There were quality circles and total quality management (TQM), of course, but I have been around long enough to remember when manufacturing resource planning (MRP) and MRP II were all the rage. I worked with George Stalk when he brought “Time-Based Competition”—a variant of the Toyota Lean System—to the consulting world in 1985. About the same time, it seemed that Michael Hammer and Index were about to take over the world with “Reengineering” and the latest trend in strategy was creating variations around C. K. Prahalad's and Gary Hamel’s Core Competences of the Corporation (Harvard Business Review, 2009). Entire consulting empires rose and fell on the popularity of the growth share matrix or the REMAP methodology. Those were the days.
Now, having been around the block several times, it seems we have all become jaded skeptics. We recognize that this succession of management fads were all variations on a theme, angels dancing on the head of a pin, or worse, focused so intently on a single aspect of the enterprise that we optimized it at the expense of others. The result: a frustrating game of corporate “whack a mole” with little sense of the enterprise as an integrated system.
Enter lean, Six Sigma, hoshin, and the other tools of the modern quality movement.
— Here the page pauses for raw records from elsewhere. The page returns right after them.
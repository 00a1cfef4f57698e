//! Fan, battery and CPU readings built on the attribute store.

use super::catalog::{Catalog, DEFAULT_KBD_MAX_BRIGHTNESS};
use super::store::{AttributeBackend, HardwareAttributeStore};
use crate::error::AccessError;
use crate::models::{BatteryInfo, CpuUsage, ReadResult};
use tracing::{error, warn};

/// Reads the fan speed in RPM from the first hwmon slot that has a fan.
///
/// `Ok(None)` means no fan input exists or it could not be read;
/// non-numeric content is a `Parse` error.
pub fn read_fan_speed<B: AttributeBackend>(
    store: &HardwareAttributeStore<B>,
    catalog: &Catalog,
) -> Result<Option<u32>, AccessError> {
    // Only the first existing slot counts; absent slots are normal, not warnings.
    let Some(path) = store.first_existing(&catalog.fan_speed) else {
        return Ok(None);
    };
    let spec = catalog.fan_speed.pinned_to(path);
    store.read(&spec).parsed(spec.name)
}

/// Reads battery capacity and charging state. Any failure yields `None`.
pub fn read_battery<B: AttributeBackend>(
    store: &HardwareAttributeStore<B>,
    catalog: &Catalog,
) -> Option<BatteryInfo> {
    let capacity = store.read(&catalog.battery_capacity);
    let percentage = match capacity.parsed::<u8>(catalog.battery_capacity.name) {
        Ok(Some(p)) => p,
        Ok(None) => {
            error!("error reading battery info: capacity unavailable");
            return None;
        }
        Err(err) => {
            error!(error = %err, "error reading battery info");
            return None;
        }
    };

    let ReadResult::Value(status) = store.read(&catalog.battery_status) else {
        error!("error reading battery info: status unavailable");
        return None;
    };

    Some(BatteryInfo {
        percentage,
        charging: status == "Charging",
    })
}

/// Highest keyboard backlight level the driver reports, or
/// `DEFAULT_KBD_MAX_BRIGHTNESS` when max_brightness is missing or garbage.
pub fn read_kbd_max_brightness<B: AttributeBackend>(
    store: &HardwareAttributeStore<B>,
    catalog: &Catalog,
) -> i64 {
    let spec = &catalog.kbd_backlight_max_brightness;
    match store.read(spec).parsed::<i64>(spec.name) {
        Ok(Some(max)) => max,
        Ok(None) => DEFAULT_KBD_MAX_BRIGHTNESS,
        Err(err) => {
            warn!(error = %err, "could not read max brightness");
            DEFAULT_KBD_MAX_BRIGHTNESS
        }
    }
}

/// Aggregate jiffy counters from the first line of /proc/stat.
#[derive(Clone, Copy, Debug, PartialEq)]
pub struct CpuTimes {
    pub total: f64,
    pub idle: f64,
}

impl CpuTimes {
    /// Parses a line like `cpu  4705 356 584 3699 23 23 0 0 0 0`.
    pub fn parse(line: &str) -> Result<Self, AccessError> {
        let parse_error = || AccessError::Parse {
            attribute: "cpu_stat".to_string(),
            value: line.to_string(),
        };

        let fields = line
            .split_whitespace()
            .skip(1)
            .map(|f| f.parse::<f64>())
            .collect::<Result<Vec<_>, _>>()
            .map_err(|_| parse_error())?;

        let idle = *fields.get(3).ok_or_else(parse_error)?;
        Ok(Self {
            total: fields.iter().sum(),
            idle,
        })
    }

    /// Busy percentage between `previous` and `self`, rounded half up to a
    /// tenth of a percent.
    pub fn usage_since(&self, previous: &CpuTimes) -> f64 {
        let diff_idle = self.idle - previous.idle;
        let diff_total = self.total - previous.total;
        if diff_total <= 0.0 {
            return 0.0;
        }
        (1000.0 * (diff_total - diff_idle) / diff_total + 5.0) / 10.0
    }
}

/// Keeps the previous /proc/stat sample so each poll reports usage over the
/// last interval.
#[derive(Debug, Default)]
pub struct CpuSampler {
    previous: Option<CpuTimes>,
}

impl CpuSampler {
    pub fn new() -> Self {
        Self::default()
    }

    pub fn sample<B: AttributeBackend>(
        &mut self,
        store: &HardwareAttributeStore<B>,
        catalog: &Catalog,
    ) -> CpuUsage {
        let ReadResult::Value(content) = store.read(&catalog.cpu_stat) else {
            return CpuUsage::Unavailable;
        };
        let first_line = content.lines().next().unwrap_or_default();

        match CpuTimes::parse(first_line) {
            Ok(current) => self.record(current),
            Err(err) => {
                warn!(error = %err, "error reading CPU usage");
                CpuUsage::Unavailable
            }
        }
    }

    /// Feeds one sample; the sample becomes the baseline for the next call.
    pub fn record(&mut self, current: CpuTimes) -> CpuUsage {
        let usage = match self.previous {
            Some(previous) => CpuUsage::Percent(current.usage_since(&previous)),
            None => CpuUsage::Sampling,
        };
        self.previous = Some(current);
        usage
    }
}
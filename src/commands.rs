// Headless commands: print or change attributes without opening the panel

use crate::hardware::{
    AttributeBackend, Catalog, CpuSampler, HardwareAttributeStore, read_battery, read_fan_speed,
    read_kbd_max_brightness,
};
use crate::models::{AttributeSpec, CpuUsage, PERMISSION_HINT, ReadResult, ValueDomain, WriteResult};
use anyhow::{Context, Result, anyhow, bail};
use std::io::Write;
use std::thread;
use std::time::Duration;

/// Gap between the two /proc/stat samples taken by `status`
const CPU_SAMPLE_GAP: Duration = Duration::from_millis(250);

/// Prints every attribute followed by fan, battery and CPU readings.
pub fn status<B: AttributeBackend>(
    store: &HardwareAttributeStore<B>,
    catalog: &Catalog,
    out: &mut impl Write,
) -> Result<()> {
    for spec in catalog.attributes() {
        if spec.name == catalog.fan_speed.name {
            continue;
        }
        let value = store.read(spec);
        writeln!(out, "{:<30} {}", spec.name, value.value().unwrap_or("Not available"))?;
    }

    let fan = match read_fan_speed(store, catalog) {
        Ok(Some(rpm)) => format!("{} RPM", rpm),
        Ok(None) => "Not available".to_string(),
        Err(_) => "Error reading fan speed".to_string(),
    };
    writeln!(out, "{:<30} {}", "fan_speed", fan)?;

    let battery = match read_battery(store, catalog) {
        Some(b) if b.charging => format!("Charging: {}%", b.percentage),
        Some(b) => format!("Battery: {}%", b.percentage),
        None => "N/A".to_string(),
    };
    writeln!(out, "{:<30} {}", "battery", battery)?;

    let mut sampler = CpuSampler::new();
    let mut usage = sampler.sample(store, catalog);
    if usage == CpuUsage::Sampling {
        thread::sleep(CPU_SAMPLE_GAP);
        usage = sampler.sample(store, catalog);
    }
    writeln!(out, "{:<30} {}", "cpu_usage", usage)?;

    Ok(())
}

/// Prints one attribute; unavailable is an error.
pub fn get<B: AttributeBackend>(
    store: &HardwareAttributeStore<B>,
    catalog: &Catalog,
    attribute: &str,
    out: &mut impl Write,
) -> Result<()> {
    let spec = lookup(catalog, attribute)?;
    match store.read(spec) {
        ReadResult::Value(v) => writeln!(out, "{}", v).context("writing output"),
        ReadResult::Unavailable => bail!("{} is not available", attribute),
    }
}

/// Validates and writes one attribute.
pub fn set<B: AttributeBackend>(
    store: &HardwareAttributeStore<B>,
    catalog: &Catalog,
    attribute: &str,
    value: &str,
) -> Result<()> {
    let mut spec = lookup(catalog, attribute)?.clone();
    // The backlight ceiling comes from the driver, not the static table
    if spec.name == catalog.kbd_backlight_brightness.name {
        spec.domain = ValueDomain::IntRange {
            min: 0,
            max: read_kbd_max_brightness(store, catalog),
        };
    }
    store.validate(&spec, value)?;

    match store.write(&spec, value) {
        WriteResult::Ok => Ok(()),
        WriteResult::PermissionDenied => bail!("{}: {}", attribute, PERMISSION_HINT),
        WriteResult::Failed(reason) => bail!("failed to write {}: {}", attribute, reason),
    }
}

/// Prints platform profile choices, one per line.
pub fn choices<B: AttributeBackend>(
    store: &HardwareAttributeStore<B>,
    catalog: &Catalog,
    out: &mut impl Write,
) -> Result<()> {
    let choices = store.list_choices(&catalog.platform_profile_choices);
    if choices.is_empty() {
        bail!("no platform profiles available");
    }
    for choice in choices {
        writeln!(out, "{}", choice)?;
    }
    Ok(())
}

fn lookup<'a>(catalog: &'a Catalog, attribute: &str) -> Result<&'a AttributeSpec> {
    catalog.find(attribute).ok_or_else(|| {
        let known: Vec<&str> = catalog.attributes().iter().map(|s| s.name).collect();
        anyhow!("unknown attribute {:?} (known: {})", attribute, known.join(", "))
    })
}
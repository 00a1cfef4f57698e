// Error types for hardware attribute access and configuration

use std::io;
use std::path::{Path, PathBuf};
use thiserror::Error;

/// Classified failure of a single attempt against one candidate path.
/// These never escape the attribute store as fatal errors; they are logged and
/// folded into a `ReadResult` or `WriteResult`.
#[derive(Error, Debug)]
pub enum AccessError {
    /// The candidate path does not exist
    #[error("{} does not exist", path.display())]
    NotFound { path: PathBuf },

    /// The process lacks permission to open the path
    #[error("permission denied on {}", path.display())]
    PermissionDenied { path: PathBuf },

    /// Any other read/write failure
    #[error("I/O error on {}: {source}", path.display())]
    Io {
        path: PathBuf,
        #[source]
        source: io::Error,
    },

    /// Content was not the number the caller expected
    #[error("{attribute}: expected a number, found {value:?}")]
    Parse { attribute: String, value: String },

    /// Value rejected by the attribute's domain before writing
    #[error("{attribute}: invalid value {value:?} ({reason})")]
    InvalidValue {
        attribute: String,
        value: String,
        reason: String,
    },
}

impl AccessError {
    /// Classifies an I/O error raised while touching `path`.
    pub fn from_io(path: &Path, err: io::Error) -> Self {
        match err.kind() {
            io::ErrorKind::NotFound => AccessError::NotFound {
                path: path.to_path_buf(),
            },
            io::ErrorKind::PermissionDenied => AccessError::PermissionDenied {
                path: path.to_path_buf(),
            },
            _ => AccessError::Io {
                path: path.to_path_buf(),
                source: err,
            },
        }
    }

    pub fn is_permission_denied(&self) -> bool {
        matches!(self, AccessError::PermissionDenied { .. })
    }
}

/// Errors raised while loading the optional configuration file.
#[derive(Error, Debug)]
pub enum ConfigError {
    #[error("failed to read config {}: {source}", path.display())]
    Read {
        path: PathBuf,
        #[source]
        source: io::Error,
    },

    #[error("failed to parse config {}: {source}", path.display())]
    Parse {
        path: PathBuf,
        #[source]
        source: toml::de::Error,
    },
}

#[cfg(test)]
mod tests {
    use super::*;

    #[test]
    fn classifies_io_error_kinds() {
        let path = Path::new("/sys/firmware/acpi/platform_profile");

        let err = AccessError::from_io(path, io::Error::from(io::ErrorKind::NotFound));
        assert!(matches!(err, AccessError::NotFound { .. }));

        let err = AccessError::from_io(path, io::Error::from(io::ErrorKind::PermissionDenied));
        assert!(err.is_permission_denied());

        let err = AccessError::from_io(path, io::Error::other("device busy"));
        assert!(matches!(err, AccessError::Io { .. }));
        assert!(err.to_string().contains("device busy"));
    }

    #[test]
    fn messages_name_the_path() {
        let err = AccessError::PermissionDenied {
            path: PathBuf::from("/dev/samsung-galaxybook/usb_charge"),
        };
        assert_eq!(
            err.to_string(),
            "permission denied on /dev/samsung-galaxybook/usb_charge"
        );
    }
}
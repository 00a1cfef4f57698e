// Tracing setup: stderr plus the first writable log file

use crate::config::LoggingConfig;
use std::fs::{File, OpenOptions};
use std::path::{Path, PathBuf};
use std::sync::Mutex;
use tracing_subscriber::{EnvFilter, fmt, prelude::*};

/// Installs the global subscriber.
///
/// `RUST_LOG` takes precedence; otherwise the configured level applies to
/// this crate, raised to debug when `verbose` is set. Returns the log file in
/// use, if any candidate could be opened.
pub fn initialize_logging(config: &LoggingConfig, verbose: bool) -> Option<PathBuf> {
    let level = if verbose { "debug" } else { config.level.as_str() };
    let filter = EnvFilter::try_from_default_env()
        .unwrap_or_else(|_| EnvFilter::new(format!("{}={}", env!("CARGO_CRATE_NAME"), level)));

    let opened = open_first_writable(&config.files);
    let file_layer = opened.as_ref().and_then(|(_, file)| file.try_clone().ok()).map(|file| {
        fmt::layer()
            .with_writer(Mutex::new(file))
            .with_ansi(false)
            .with_target(false)
    });

    tracing_subscriber::registry()
        .with(filter)
        .with(fmt::layer().with_writer(std::io::stderr).with_target(false))
        .with(file_layer)
        .init();

    match opened {
        Some((path, _)) => Some(path),
        None => {
            eprintln!("Warning: Could not set up file logging");
            None
        }
    }
}

/// Opens the first candidate that can be appended to.
fn open_first_writable(candidates: &[PathBuf]) -> Option<(PathBuf, File)> {
    candidates.iter().find_map(|path| match open_append(path) {
        Ok(file) => Some((path.clone(), file)),
        Err(err) => {
            if err.kind() != std::io::ErrorKind::PermissionDenied {
                eprintln!("Error setting up logging to {}: {}", path.display(), err);
            }
            None
        }
    })
}

fn open_append(path: &Path) -> std::io::Result<File> {
    OpenOptions::new().create(true).append(true).open(path)
}
// GUI module organization and public exports

// Main application state and UI logic
mod app;
// Reusable UI components (stat cards, section cards, row headers)
mod components;
// Control rows for each writable setting
mod controls;
// Fan speed history and chart
mod fan_graph;
// Interval timers checked from the frame loop
mod poll;

// Export AppState for use in main.rs
pub use app::AppState;
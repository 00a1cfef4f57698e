// Control rows: each owns the state of one hardware setting

use crate::gui::components::row_header;
use crate::hardware::{AttributeBackend, Catalog, HardwareAttributeStore, read_kbd_max_brightness};
use crate::models::{AttributeSpec, PERMISSION_HINT, WriteResult};
use eframe::egui;
use tracing::{info, warn};

/// Threshold shown before the current value has been read
const DEFAULT_THRESHOLD: i64 = 80;

/// Inline message under a control after a write.
#[derive(Clone, Debug, Default, PartialEq)]
pub enum WriteFeedback {
    #[default]
    Clear,
    /// The last write was refused for lack of privileges
    PermissionDenied,
}

impl WriteFeedback {
    /// Only permission failures are surfaced; anything else clears the message.
    fn after(result: &WriteResult) -> Self {
        match result {
            WriteResult::PermissionDenied => WriteFeedback::PermissionDenied,
            _ => WriteFeedback::Clear,
        }
    }

    fn show(&self, ui: &mut egui::Ui) {
        if *self == WriteFeedback::PermissionDenied {
            ui.colored_label(egui::Color32::from_rgb(239, 68, 68), PERMISSION_HINT);
        }
    }
}

/// On/off switch backed by a "1"/"0" attribute.
#[derive(Debug)]
pub struct SwitchControl {
    spec: AttributeSpec,
    title: &'static str,
    subtitle: &'static str,
    pub active: bool,
    pub feedback: WriteFeedback,
}

impl SwitchControl {
    pub fn new<B: AttributeBackend>(
        store: &HardwareAttributeStore<B>,
        spec: &AttributeSpec,
        title: &'static str,
        subtitle: &'static str,
    ) -> Self {
        let active = store.read(spec).value() == Some("1");
        Self {
            spec: spec.clone(),
            title,
            subtitle,
            active,
            feedback: WriteFeedback::Clear,
        }
    }

    /// Writes the new state; the switch stays at its previous position if the
    /// write does not go through.
    pub fn set_active<B: AttributeBackend>(&mut self, store: &HardwareAttributeStore<B>, active: bool) -> WriteResult {
        let result = store.write(&self.spec, if active { "1" } else { "0" });
        if result.is_ok() {
            self.active = active;
        }
        self.feedback = WriteFeedback::after(&result);
        result
    }

    pub fn show<B: AttributeBackend>(&mut self, ui: &mut egui::Ui, store: &HardwareAttributeStore<B>) {
        ui.horizontal(|ui| {
            row_header(ui, self.title, self.subtitle);
            ui.with_layout(egui::Layout::right_to_left(egui::Align::Center), |ui| {
                let mut active = self.active;
                if ui.checkbox(&mut active, "").changed() {
                    self.set_active(store, active);
                }
            });
        });
        self.feedback.show(ui);
    }
}

/// Keyboard backlight slider with external-change detection.
///
/// `last_known` is the level most recently confirmed by the hardware. A poll
/// that reads something else (e.g. after Fn+F9) moves the slider; a rejected
/// write moves it back.
#[derive(Debug)]
pub struct BacklightControl {
    spec: AttributeSpec,
    pub max: i64,
    pub level: i64,
    pub last_known: i64,
    pub feedback: WriteFeedback,
}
Leading practitioners today seem less concerned with which approach and tool set is employed, and more committed to the intensity of execution around a chosen methodology. We have known this in our hearts for years: That a good strategy passionately executed beats the best strategy half-heartedly executed every time. So, the underlying lessons of the last 15 years of advancement are less about DMAIC itself and more about data-based decision making, measurement, and follow-through.
Whether you’re using DMAIC (define, measure, analyze, improve, control) kaizen, reengineering, the Army manual’s OODA (observe, orient, decide, act), or the Marine’s SMEAC (go ahead and look it up), the principles of data-based action are at the tactical core of nearly every organization. And, as Tom Peters has said, the organization that can complete more “OODA loops” faster, wins.
But what about strategy? Over the years, we have found that it’s entirely possible to implement improvements that dramatically benefit operational performance, but offer little or no strategic benefit to the organization. Enter strategic alignment, portfolio management, and goals deployment as the tools of choice to accomplish the first half of Jack Welch’s dictum “Do the right things right.” And it turns out that it’s frequently a lot easier to find 20 percent improvement by making sure you're doing the right things, as opposed to getting 20 percent better at doing them. Nearly every large portfolio of projects has a significant percentage of activities that are redundant, off-strategy, and/or doomed to eventual failure. Stopping such activities is frequently worth an immediate benefit of 15-20 percent of the total portfolio budget. Jim Collins, in Good to Great: Why Some Companies Make the Leap... and Others Don't (HarperBusiness, 2001), makes the point—It is important to focus on what must be done, but it is equally important to decide what to stop doing.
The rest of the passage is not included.